# A Lock Detector Loop for Low-power PLL-Based Clock and Data Recovery Circuits

Chua-Chin Wang<sup>1</sup>  $\odot$  · Zong-You Hou<sup>1</sup> · Chih-Lin Chen<sup>1</sup> · Doron Shmilovitz<sup>2</sup>

Received: 7 April 2016 / Revised: 26 July 2017 / Accepted: 27 July 2017 / Published online: 5 August 2017 © Springer Science+Business Media, LLC 2017

**Abstract** This work presents a phase-locked loop (PLL)-based clock and data recovery (CDR) circuit with a lock detector loop to reduce the voltage ripple of voltage-controlled oscillator (VCO). A tunable charge pump is used in this work to adjust the charge current depending on the state of lock detector loop, which is determined by seven clocks with equal phase difference. An experimental prototype is implemented using a typical 0.18- $\mu$ m CMOS process to justify the performance. The measurement results reveal that lock detector loop could reduce the voltage amplitude of Vctrl, which is the control of VCO. Notably, the voltage amplitude of Vctrl is reduced 75% from 1 V to 250 mV.
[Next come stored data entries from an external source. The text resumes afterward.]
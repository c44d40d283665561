// SPDX-License-Identifier: BUSL-1.1
// Copyright (c) 2026 Alfred Jean LLC

//! `rd edit` and `rd history` - hand edits to a single topic

use std::fmt::Write as _;
use std::io::Read;
use std::path::{Path, PathBuf};

use anyhow::{bail, Context, Result};
use clap::Args;
use rd_wire::HistoryEntry;

use crate::client_lifecycle::connect_or_start;
use crate::color;
use crate::output::{format_or_json, handle_list, OutputFormat};

#[derive(Args)]
pub struct EditArgs {
    pub company: String,

    /// Topic to edit (1-5)
    pub index: u32,

    /// New plain text
    #[arg(long, conflicts_with = "file")]
    pub text: Option<String>,

    /// Read the new plain text from a file (`-` for stdin)
    #[arg(long, short)]
    pub file: Option<PathBuf>,

    /// Read the new markdown from a file
    #[arg(long)]
    pub markdown_file: Option<PathBuf>,
}

#[derive(Args)]
pub struct HistoryArgs {
    pub company: String,

    /// Topic index (1-5)
    pub index: u32,
}

pub async fn edit(args: EditArgs, format: OutputFormat) -> Result<()> {
    let text = match (args.text, &args.file) {
        (Some(text), _) => text,
        (None, Some(path)) => read_input(path)?,
        (None, None) => bail!("pass --text or --file with the new content"),
    };
    let markdown = args.markdown_file.as_deref().map(read_input).transpose()?;

    let client = connect_or_start().await?;
    let topic = client.edit_topic(&args.company, args.index, text, markdown).await?;
    format_or_json(format, &topic, || {
        println!(
            "Updated topic {} for '{}' ({} earlier)",
            topic.index,
            color::header(&args.company),
            topic.history_count
        )
    })
}

pub async fn history(args: HistoryArgs, format: OutputFormat) -> Result<()> {
    let client = connect_or_start().await?;
    let entries = client.topic_history(&args.company, args.index).await?;
    handle_list(format, &entries, "No edit history", |entries, out| {
        let _ = write!(out, "{}", render_history(entries));
    })
}

fn read_input(path: &Path) -> Result<String> {
    if path.as_os_str() == "-" {
        let mut buf = String::new();
        std::io::stdin().read_to_string(&mut buf).context("reading stdin")?;
        return Ok(buf);
    }
    std::fs::read_to_string(path).with_context(|| format!("reading {}", path.display()))
}

/// Oldest first, numbered from 1
pub(crate) fn render_history(entries: &[HistoryEntry]) -> String {
    let mut out = String::new();
    for (i, entry) in entries.iter().enumerate() {
        if i > 0 {
            out.push('\n');
        }
        let label = format!("#{}", i + 1);
        let _ = writeln!(out, "{}  {}", color::header(&label), color::muted(&entry.edited_at));
        if entry.text.is_empty() {
            let _ = writeln!(out, "{}", color::muted("(no content)"));
        } else {
            let _ = writeln!(out, "{}", entry.text.trim_end());
        }
    }
    out
}

#[cfg(test)]
#[path = "topic_tests.rs"]
mod tests;
// SPDX-License-Identifier: BUSL-1.1
// Copyright (c) 2026 Alfred Jean LLC

use super::*;
use yare::parameterized;

#[test]
fn job_ids_are_unique() {
    assert_ne!(JobId::new(), JobId::new());
}

#[test]
fn short_truncates_on_char_boundary() {
    let id = JobId::from_string("abcdef");
    assert_eq!(id.short(3), "abc");
    assert_eq!(id.short(10), "abcdef");
}

#[parameterized(
    not_found = { JobState::NotFound, "not_found" },
    running = { JobState::Running, "running" },
    completed = { JobState::Completed, "completed" },
)]
fn job_state_display_matches_wire_name(state: JobState, expected: &str) {
    assert_eq!(state.to_string(), expected);
    assert_eq!(serde_json::to_string(&state).unwrap(), format!("\"{expected}\""));
}

#[test]
fn progress_of_catalog_uses_topic_count() {
    let progress = Progress::of_catalog(5);
    assert_eq!(progress, Progress { completed: 5, total: 5 });
    assert!(progress.is_complete());
    assert!(!Progress::of_catalog(2).is_complete());
}

#[test]
fn run_status_omits_absent_fields() {
    let status = RunStatus {
        company: Company::parse("acme").unwrap(),
        state: JobState::NotFound,
        progress: Progress::of_catalog(0),
        job_id: None,
        started_at_ms: None,
        last_outcome: None,
    };
    let json = serde_json::to_value(&status).unwrap();
    assert!(json.get("job_id").is_none());
    assert_eq!(json["state"], "not_found");
}
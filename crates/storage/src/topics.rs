// SPDX-License-Identifier: BUSL-1.1
// Copyright (c) 2026 Alfred Jean LLC

//! Topic content files and their edit metadata.

use std::collections::BTreeSet;
use std::path::{Path, PathBuf};

use chrono::{DateTime, Utc};
use rd_core::{Company, TopicArtifact, TopicIndex};
use serde::{Deserialize, Serialize};
use tracing::warn;

use crate::fs::{read_text, write_atomic};
use crate::store::{ArtifactStore, StoreError};

/// Content a topic held before one user edit
#[derive(Debug, Clone, PartialEq, Eq, Serialize, Deserialize)]
pub struct EditRecord {
    pub edited_at: DateTime<Utc>,
    pub text: String,
    pub markdown: String,
}

/// Sidecar metadata for a topic, created on the first write.
///
/// Reruns overwrite topic content but leave this file alone, so the first-run
/// content and the edit history survive.
#[derive(Debug, Clone, Default, PartialEq, Eq, Serialize, Deserialize)]
struct TopicMeta {
    original_text: String,
    original_markdown: String,
    #[serde(default)]
    edited: bool,
    #[serde(default)]
    history: Vec<EditRecord>,
}

impl ArtifactStore {
    fn topic_path(&self, company: &Company, index: TopicIndex, ext: &str) -> PathBuf {
        self.company_file(company, &format!("_{}.{}", index, ext))
    }

    fn read_meta(&self, path: &Path) -> Result<Option<TopicMeta>, StoreError> {
        let raw = read_text(path)?;
        if raw.is_empty() {
            return Ok(None);
        }
        match serde_json::from_str(&raw) {
            Ok(meta) => Ok(Some(meta)),
            Err(e) => {
                warn!(path = %path.display(), error = %e, "ignoring unreadable topic metadata");
                Ok(None)
            }
        }
    }

    fn write_meta(&self, path: &Path, meta: &TopicMeta) -> Result<(), StoreError> {
        let json = serde_json::to_vec_pretty(meta)
            .map_err(|e| StoreError::Json { path: path.to_path_buf(), source: e })?;
        write_atomic(path, &json)
    }

    /// Read one topic. Missing files read as an empty, incomplete artifact.
    pub fn read_topic(
        &self,
        company: &Company,
        index: TopicIndex,
    ) -> Result<TopicArtifact, StoreError> {
        let text = read_text(&self.topic_path(company, index, "txt"))?;
        let markdown = read_text(&self.topic_path(company, index, "md"))?;
        let meta = self.read_meta(&self.topic_path(company, index, "meta.json"))?;

        let mut artifact = TopicArtifact::empty(index);
        match meta {
            Some(meta) => {
                artifact.original_text = meta.original_text;
                artifact.original_markdown = meta.original_markdown;
                artifact.edited = meta.edited;
                artifact.history_count = meta.history.len() as u32;
            }
            // Written before metadata existed: current content is the original
            None => {
                artifact.original_text = text.clone();
                artifact.original_markdown = markdown.clone();
            }
        }
        artifact.text = text;
        artifact.markdown = markdown;
        Ok(artifact)
    }

    /// Read all topics in catalog order
    pub fn read_topics(&self, company: &Company) -> Result<Vec<TopicArtifact>, StoreError> {
        TopicIndex::all().map(|index| self.read_topic(company, index)).collect()
    }

    /// Indices of topics whose content is non-empty
    pub fn completed_topics(&self, company: &Company) -> Result<BTreeSet<TopicIndex>, StoreError> {
        let mut completed = BTreeSet::new();
        for artifact in self.read_topics(company)? {
            if artifact.is_complete() {
                completed.insert(artifact.index);
            }
        }
        Ok(completed)
    }

    /// Persist a runner result for one topic, overwriting current content.
    ///
    /// The first write for a topic also records it as the original content.
    pub fn write_topic(
        &self,
        company: &Company,
        index: TopicIndex,
        text: &str,
        markdown: &str,
    ) -> Result<(), StoreError> {
        self.ensure_company_dir(company)?;
        write_atomic(&self.topic_path(company, index, "txt"), text.as_bytes())?;
        write_atomic(&self.topic_path(company, index, "md"), markdown.as_bytes())?;

        let meta_path = self.topic_path(company, index, "meta.json");
        if self.read_meta(&meta_path)?.is_none() {
            let meta = TopicMeta {
                original_text: text.to_string(),
                original_markdown: markdown.to_string(),
                ..TopicMeta::default()
            };
            self.write_meta(&meta_path, &meta)?;
        }
        Ok(())
    }

    /// Replace a topic's content with user-edited text.
    ///
    /// The previous content is pushed onto the edit history and the topic is
    /// flagged as edited. Without an explicit markdown body the text is used
    /// for both forms. Blank text, or blank markdown when given, is refused
    /// so an edit can never empty a topic.
    pub fn edit_topic(
        &self,
        company: &Company,
        index: TopicIndex,
        text: &str,
        markdown: Option<&str>,
        edited_at_ms: u64,
    ) -> Result<TopicArtifact, StoreError> {
        if text.trim().is_empty() {
            return Err(StoreError::EmptyEdit { index, field: "text" });
        }
        if markdown.is_some_and(|md| md.trim().is_empty()) {
            return Err(StoreError::EmptyEdit { index, field: "markdown" });
        }
        if !self.exists(company) {
            return Err(StoreError::CompanyMissing(company.clone()));
        }
        let current = self.read_topic(company, index)?;
        if !current.is_complete() {
            return Err(StoreError::TopicMissing { company: company.clone(), index });
        }

        let meta_path = self.topic_path(company, index, "meta.json");
        let mut meta = self.read_meta(&meta_path)?.unwrap_or_else(|| TopicMeta {
            original_text: current.original_text.clone(),
            original_markdown: current.original_markdown.clone(),
            ..TopicMeta::default()
        });
        meta.history.push(EditRecord {
            edited_at: DateTime::from_timestamp_millis(edited_at_ms as i64).unwrap_or_default(),
            text: current.text,
            markdown: current.markdown,
        });
        meta.edited = true;

        let markdown = markdown.unwrap_or(text);
        write_atomic(&self.topic_path(company, index, "txt"), text.as_bytes())?;
        write_atomic(&self.topic_path(company, index, "md"), markdown.as_bytes())?;
        self.write_meta(&meta_path, &meta)?;

        self.read_topic(company, index)
    }

    /// Edit history for one topic, oldest first
    pub fn topic_history(
        &self,
        company: &Company,
        index: TopicIndex,
    ) -> Result<Vec<EditRecord>, StoreError> {
        let meta = self.read_meta(&self.topic_path(company, index, "meta.json"))?;
        Ok(meta.map(|m| m.history).unwrap_or_default())
    }

    /// Trimmed, non-empty topic text in catalog order, as proposal input
    pub fn proposal_inputs(
        &self,
        company: &Company,
    ) -> Result<Vec<(TopicIndex, String)>, StoreError> {
        let mut inputs = Vec::new();
        for index in TopicIndex::all() {
            let text = read_text(&self.topic_path(company, index, "txt"))?;
            let text = text.trim();
            if !text.is_empty() {
                inputs.push((index, text.to_string()));
            }
        }
        Ok(inputs)
    }
}

#[cfg(test)]
#[path = "topics_tests.rs"]
mod tests;
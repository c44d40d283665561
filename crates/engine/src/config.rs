// SPDX-License-Identifier: BUSL-1.1
// Copyright (c) 2026 Alfred Jean LLC

//! Engine tunables, filled in from the environment by the binaries.

use std::path::PathBuf;
use std::time::Duration;

use rd_adapters::RetryPolicy;

/// Liveness thresholds shared by the reconciler and the supervisor
#[derive(Debug, Clone, Copy, PartialEq, Eq)]
pub struct Limits {
    /// A heartbeat older than this no longer proves the runner is alive
    pub heartbeat_stale: Duration,
    /// Ceiling on a single run's elapsed time
    pub max_run: Duration,
}

impl Default for Limits {
    fn default() -> Self {
        Self { heartbeat_stale: Duration::from_secs(60), max_run: Duration::from_secs(10_800) }
    }
}

/// How the supervisor launches the runner binary
#[derive(Debug, Clone, PartialEq, Eq)]
pub struct RunnerCommand {
    pub program: PathBuf,
    /// Directory for `runner-<company>.log`; output is discarded without one
    pub log_dir: Option<PathBuf>,
}

impl RunnerCommand {
    pub fn new(program: impl Into<PathBuf>) -> Self {
        Self { program: program.into(), log_dir: None }
    }

    pub fn log_dir(mut self, dir: impl Into<PathBuf>) -> Self {
        self.log_dir = Some(dir.into());
        self
    }
}

/// Pacing of the runner's topic loop
#[derive(Debug, Clone, Copy, PartialEq, Eq)]
pub struct RunnerSettings {
    pub retry: RetryPolicy,
    /// Pause between consecutive topics
    pub inter_delay: Duration,
    pub heartbeat_interval: Duration,
}

impl Default for RunnerSettings {
    fn default() -> Self {
        Self {
            retry: RetryPolicy::default(),
            inter_delay: Duration::from_secs(8),
            heartbeat_interval: Duration::from_secs(15),
        }
    }
}

#[derive(Debug, Clone)]
pub struct EngineConfig {
    pub limits: Limits,
    pub runner: RunnerCommand,
    /// Retry policy for each proposal transformation call
    pub proposal_retry: RetryPolicy,
}

impl EngineConfig {
    pub fn new(runner: RunnerCommand) -> Self {
        Self { limits: Limits::default(), runner, proposal_retry: RetryPolicy::default() }
    }
}
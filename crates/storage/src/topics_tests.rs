// SPDX-License-Identifier: BUSL-1.1
// Copyright (c) 2026 Alfred Jean LLC

use super::*;
use tempfile::TempDir;

fn setup() -> (TempDir, ArtifactStore, Company) {
    let dir = TempDir::new().unwrap();
    let store = ArtifactStore::new(dir.path());
    (dir, store, Company::parse("acme").unwrap())
}

fn topic(n: u32) -> TopicIndex {
    TopicIndex::new(n).unwrap()
}

#[test]
fn missing_topic_reads_as_empty() {
    let (_dir, store, acme) = setup();
    let artifact = store.read_topic(&acme, topic(1)).unwrap();
    assert!(!artifact.is_complete());
    assert_eq!(artifact.title, "事業の全体像");
    assert_eq!(artifact.history_count, 0);
}

#[test]
fn write_topic_records_original_on_first_write_only() {
    let (_dir, store, acme) = setup();
    store.write_topic(&acme, topic(2), "first", "# first").unwrap();
    store.write_topic(&acme, topic(2), "second", "# second").unwrap();

    let artifact = store.read_topic(&acme, topic(2)).unwrap();
    assert_eq!(artifact.text, "second");
    assert_eq!(artifact.markdown, "# second");
    assert_eq!(artifact.original_text, "first");
    assert_eq!(artifact.original_markdown, "# first");
    assert!(!artifact.edited);
}

#[test]
fn files_follow_company_index_naming() {
    let (dir, store, acme) = setup();
    store.write_topic(&acme, topic(3), "body", "body").unwrap();
    assert!(dir.path().join("acme/acme_3.txt").is_file());
    assert!(dir.path().join("acme/acme_3.md").is_file());
    assert!(dir.path().join("acme/acme_3.meta.json").is_file());
}

#[test]
fn completed_topics_counts_non_empty_content() {
    let (dir, store, acme) = setup();
    store.write_topic(&acme, topic(1), "one", "one").unwrap();
    store.write_topic(&acme, topic(3), "three", "three").unwrap();
    // markdown alone is enough
    std::fs::write(dir.path().join("acme/acme_5.md"), "five").unwrap();
    // empty files are not
    std::fs::write(dir.path().join("acme/acme_4.txt"), "").unwrap();

    let completed: Vec<u32> =
        store.completed_topics(&acme).unwrap().into_iter().map(TopicIndex::get).collect();
    assert_eq!(completed, vec![1, 3, 5]);
}

#[test]
fn edit_pushes_history_and_flags_topic() {
    let (_dir, store, acme) = setup();
    store.write_topic(&acme, topic(1), "draft", "# draft").unwrap();

    let edited = store.edit_topic(&acme, topic(1), "fixed", None, 1_700_000_000_000).unwrap();
    assert_eq!(edited.text, "fixed");
    assert_eq!(edited.markdown, "fixed");
    assert!(edited.edited);
    assert_eq!(edited.history_count, 1);
    assert_eq!(edited.original_text, "draft");

    let history = store.topic_history(&acme, topic(1)).unwrap();
    assert_eq!(history.len(), 1);
    assert_eq!(history[0].text, "draft");
    assert_eq!(history[0].markdown, "# draft");
    assert_eq!(history[0].edited_at.timestamp_millis(), 1_700_000_000_000);
}

#[test]
fn edit_with_markdown_keeps_forms_separate() {
    let (_dir, store, acme) = setup();
    store.write_topic(&acme, topic(1), "draft", "draft").unwrap();
    let edited = store.edit_topic(&acme, topic(1), "plain", Some("**rich**"), 0).unwrap();
    assert_eq!(edited.text, "plain");
    assert_eq!(edited.markdown, "**rich**");
}

#[test]
fn rerun_after_edit_keeps_history_and_original() {
    let (_dir, store, acme) = setup();
    store.write_topic(&acme, topic(4), "v1", "v1").unwrap();
    store.edit_topic(&acme, topic(4), "v1-edited", None, 0).unwrap();
    store.write_topic(&acme, topic(4), "v2", "v2").unwrap();

    let artifact = store.read_topic(&acme, topic(4)).unwrap();
    assert_eq!(artifact.text, "v2");
    assert_eq!(artifact.original_text, "v1");
    assert!(artifact.edited);
    assert_eq!(artifact.history_count, 1);
}

#[test]
fn edit_rejects_missing_company_and_empty_topic() {
    let (_dir, store, acme) = setup();
    assert!(matches!(
        store.edit_topic(&acme, topic(1), "x", None, 0),
        Err(StoreError::CompanyMissing(_))
    ));

    store.write_topic(&acme, topic(1), "one", "one").unwrap();
    assert!(matches!(
        store.edit_topic(&acme, topic(2), "x", None, 0),
        Err(StoreError::TopicMissing { .. })
    ));
}

#[test]
fn blank_edit_is_refused_before_history_changes() {
    let (_dir, store, acme) = setup();
    store.write_topic(&acme, topic(3), "research", "# research").unwrap();

    for (text, markdown) in [("", None), ("  \n\t", None), ("fine", Some(" \n"))] {
        assert!(matches!(
            store.edit_topic(&acme, topic(3), text, markdown, 0),
            Err(StoreError::EmptyEdit { .. })
        ));
    }

    let artifact = store.read_topic(&acme, topic(3)).unwrap();
    assert_eq!(artifact.text, "research");
    assert!(artifact.is_complete());
    assert!(!artifact.edited);
    assert!(store.topic_history(&acme, topic(3)).unwrap().is_empty());
}

#[test]
fn legacy_topic_without_metadata_uses_current_as_original() {
    let (dir, store, acme) = setup();
    std::fs::create_dir_all(dir.path().join("acme")).unwrap();
    std::fs::write(dir.path().join("acme/acme_2.txt"), "legacy").unwrap();

    let artifact = store.read_topic(&acme, topic(2)).unwrap();
    assert_eq!(artifact.original_text, "legacy");
    assert!(!artifact.edited);
}

#[test]
fn proposal_inputs_skip_blank_topics_and_trim() {
    let (dir, store, acme) = setup();
    store.write_topic(&acme, topic(1), "  one \n", "one").unwrap();
    store.write_topic(&acme, topic(2), "   ", "   ").unwrap();
    std::fs::write(dir.path().join("acme/acme_4.md"), "markdown only").unwrap();
    store.write_topic(&acme, topic(5), "five", "five").unwrap();

    let inputs = store.proposal_inputs(&acme).unwrap();
    let indices: Vec<u32> = inputs.iter().map(|(i, _)| i.get()).collect();
    assert_eq!(indices, vec![1, 5]);
    assert_eq!(inputs[0].1, "one");
}
// SPDX-License-Identifier: BUSL-1.1
// Copyright (c) 2026 Alfred Jean LLC

use rd_core::{JobId, JobKind};
use rd_wire::SlotHolder;
use serial_test::serial;

use super::*;

#[test]
#[serial]
fn idle_daemon_status() {
    std::env::set_var("NO_COLOR", "1");
    let status = DaemonStatus { uptime_secs: 65, pid: 4242, holder: None };
    assert_eq!(
        render_daemon_status("0.1.0", &status),
        "Status: running\nVersion: 0.1.0\nPid: 4242\nUptime: 1m\nSlot: idle\n"
    );
}

#[test]
#[serial]
fn busy_daemon_status_names_holder() {
    std::env::set_var("NO_COLOR", "1");
    let status = DaemonStatus {
        uptime_secs: 3,
        pid: 1,
        holder: Some(SlotHolder {
            company: "acme".to_string(),
            kind: JobKind::Research,
            job_id: JobId::from_string("0123456789abcdef"),
            started_at_ms: rd_core::clock::system_epoch_ms(),
        }),
    };
    let out = render_daemon_status("0.1.0", &status);
    assert!(out.contains("Slot: research 01234567 for 'acme' (started "), "got {out}");
}

#[test]
fn newest_log_picks_latest_rotation() {
    let dir = tempfile::tempdir().unwrap();
    for name in ["daemon.log.2026-03-01", "daemon.log.2026-03-03", "runner-acme.log"] {
        std::fs::write(dir.path().join(name), "x").unwrap();
    }
    let newest = newest_log(dir.path()).unwrap().unwrap();
    assert!(newest.ends_with("daemon.log.2026-03-03"));
}

#[test]
fn newest_log_missing_dir_is_none() {
    let dir = tempfile::tempdir().unwrap();
    assert!(newest_log(&dir.path().join("missing")).unwrap().is_none());
}

#[test]
fn read_last_lines_keeps_tail() {
    let dir = tempfile::tempdir().unwrap();
    let path = dir.path().join("daemon.log");
    std::fs::write(&path, "one\ntwo\nthree\n").unwrap();
    assert_eq!(read_last_lines(&path, 2).unwrap(), vec!["two", "three"]);
    assert_eq!(read_last_lines(&path, 10).unwrap().len(), 3);
}
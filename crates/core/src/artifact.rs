// SPDX-License-Identifier: BUSL-1.1
// Copyright (c) 2026 Alfred Jean LLC

//! Per-topic research artifact as seen by readers.

use serde::{Deserialize, Serialize};

use crate::company::Company;
use crate::job::{JobState, Progress};
use crate::topic::TopicIndex;

/// One topic's current and first-run content
#[derive(Debug, Clone, PartialEq, Eq, Serialize, Deserialize)]
pub struct TopicArtifact {
    pub index: TopicIndex,
    pub title: String,
    pub text: String,
    pub markdown: String,
    pub original_text: String,
    pub original_markdown: String,
    pub edited: bool,
    pub history_count: u32,
}

impl TopicArtifact {
    /// An artifact with no content yet
    pub fn empty(index: TopicIndex) -> Self {
        Self {
            index,
            title: index.title().to_string(),
            text: String::new(),
            markdown: String::new(),
            original_text: String::new(),
            original_markdown: String::new(),
            edited: false,
            history_count: 0,
        }
    }

    /// Complete iff either content form is non-empty
    pub fn is_complete(&self) -> bool {
        !self.text.is_empty() || !self.markdown.is_empty()
    }
}

/// Everything stored for one company, as returned to readers
#[derive(Debug, Clone, PartialEq, Eq, Serialize, Deserialize)]
pub struct CompanyResults {
    pub company: Company,
    pub state: JobState,
    pub progress: Progress,
    /// All catalog topics in order, including empty ones
    pub items: Vec<TopicArtifact>,
    pub has_proposal: bool,
}

#[cfg(test)]
#[path = "artifact_tests.rs"]
mod tests;
// SPDX-License-Identifier: BUSL-1.1
// Copyright (c) 2026 Alfred Jean LLC

//! Run marker files.
//!
//! The runner is the single writer. `.running` and `.heartbeat` exist while a
//! run is in flight; finishing replaces them with exactly one of `.done` or
//! `.aborted`. Readers only look at presence and mtimes.

use std::path::PathBuf;

use rd_core::clock::system_epoch_ms;
use rd_core::{Company, TerminalMarker};
use tracing::info;

use crate::fs::{mtime_ms, remove_if_exists, write_atomic};
use crate::store::{ArtifactStore, StoreError};

const RUNNING: &str = ".running";
const HEARTBEAT: &str = ".heartbeat";
const DONE: &str = ".done";
const ABORTED: &str = ".aborted";

/// Point-in-time view of a company's markers
#[derive(Debug, Clone, Copy, Default, PartialEq, Eq)]
pub struct MarkerSnapshot {
    /// mtime of `.running`, i.e. when the run started
    pub running_ms: Option<u64>,
    /// mtime of `.heartbeat`, i.e. the last liveness signal
    pub heartbeat_ms: Option<u64>,
    pub done: bool,
    pub aborted: bool,
}

impl MarkerSnapshot {
    pub fn terminal(&self) -> Option<TerminalMarker> {
        if self.done {
            Some(TerminalMarker::Done)
        } else if self.aborted {
            Some(TerminalMarker::Aborted)
        } else {
            None
        }
    }

    /// A run was started and never reached a terminal marker
    pub fn is_unfinished(&self) -> bool {
        self.running_ms.is_some() && self.terminal().is_none()
    }
}

impl ArtifactStore {
    fn marker(&self, company: &Company, name: &str) -> PathBuf {
        self.company_dir(company).join(name)
    }

    fn stamp(&self, company: &Company, name: &str) -> Result<(), StoreError> {
        let secs = system_epoch_ms() / 1000;
        write_atomic(&self.marker(company, name), secs.to_string().as_bytes())
    }

    /// Mark a run as started: clear terminal markers, stamp running and heartbeat.
    pub fn init_markers(&self, company: &Company) -> Result<(), StoreError> {
        self.ensure_company_dir(company)?;
        remove_if_exists(&self.marker(company, DONE))?;
        remove_if_exists(&self.marker(company, ABORTED))?;
        self.stamp(company, RUNNING)?;
        self.stamp(company, HEARTBEAT)
    }

    pub fn touch_heartbeat(&self, company: &Company) -> Result<(), StoreError> {
        self.stamp(company, HEARTBEAT)
    }

    /// Record the terminal outcome and drop the live-run markers.
    pub fn finish_markers(
        &self,
        company: &Company,
        outcome: TerminalMarker,
    ) -> Result<(), StoreError> {
        self.ensure_company_dir(company)?;
        let (keep, other) = match outcome {
            TerminalMarker::Done => (DONE, ABORTED),
            TerminalMarker::Aborted => (ABORTED, DONE),
        };
        remove_if_exists(&self.marker(company, other))?;
        self.stamp(company, keep)?;
        remove_if_exists(&self.marker(company, RUNNING))?;
        remove_if_exists(&self.marker(company, HEARTBEAT))
    }

    pub fn read_markers(&self, company: &Company) -> MarkerSnapshot {
        MarkerSnapshot {
            running_ms: mtime_ms(&self.marker(company, RUNNING)),
            heartbeat_ms: mtime_ms(&self.marker(company, HEARTBEAT)),
            done: self.marker(company, DONE).exists(),
            aborted: self.marker(company, ABORTED).exists(),
        }
    }

    /// Close out a run whose writer died before leaving a terminal marker.
    ///
    /// Returns whether an `.aborted` marker was written.
    pub fn abort_unfinished(&self, company: &Company) -> Result<bool, StoreError> {
        if !self.read_markers(company).is_unfinished() {
            return Ok(false);
        }
        info!(%company, "closing unfinished run with aborted marker");
        self.finish_markers(company, TerminalMarker::Aborted)?;
        Ok(true)
    }
}

#[cfg(test)]
#[path = "markers_tests.rs"]
mod tests;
Keywords CDR · Lock detector loop · PLL · Ripple reduction · Low power

### **1** Introduction

For communication systems without a master clock source, e.g., FlexRay, controller area network (CAN), and local interconnect network (LIN), devices in these systems

Chua-Chin Wang ccwang@ee.nsysu.edu.tw

> Zong-You Hou blazesky@vlsi.ee.nsysu.edu.tw

Chih-Lin Chen clchen@vlsi.ee.nsysu.edu.tw

Doron Shmilovitz shmilo@eng.tau.ac.il

<sup>1</sup> Department of Electrical Engineering, National Sun Yat-Sen University, Kaohsiung, Taiwan

<sup>2</sup> Department of Electrical Engineering, Tel-Aviv University, 69978 Tel-Aviv, Israel

usually have no synchronous and standard clock to follow and transmit/receive data [9]. For example, according to FlexRay specification [7], FlexRay systems need a highfrequency (8 times of the data rate) PLL circuit to carry out over-sampling function and data recovery. In the next-generation FlexRay specification [13], the data rate might be drastically raised for more audio/video equipments in a vehicle, e.g., mobile TV receiver, GPS, video player, video game, and so on. For instance, if FlexRay systems operate at a high data rate (e.g., 100 Mbps), a 800-Mbps PLL is required for oversampling. A reliable 800-Mbps PLL is, however, not easy to be designed and integrated in system-on-chip (SOC) such that it is a problem in in-vehicle networks. Besides, transceivers are the interfaces between any two devices over the in-car network, while CDR is the critical circuit to synchronize and sample the digital signals transmitted between these devices.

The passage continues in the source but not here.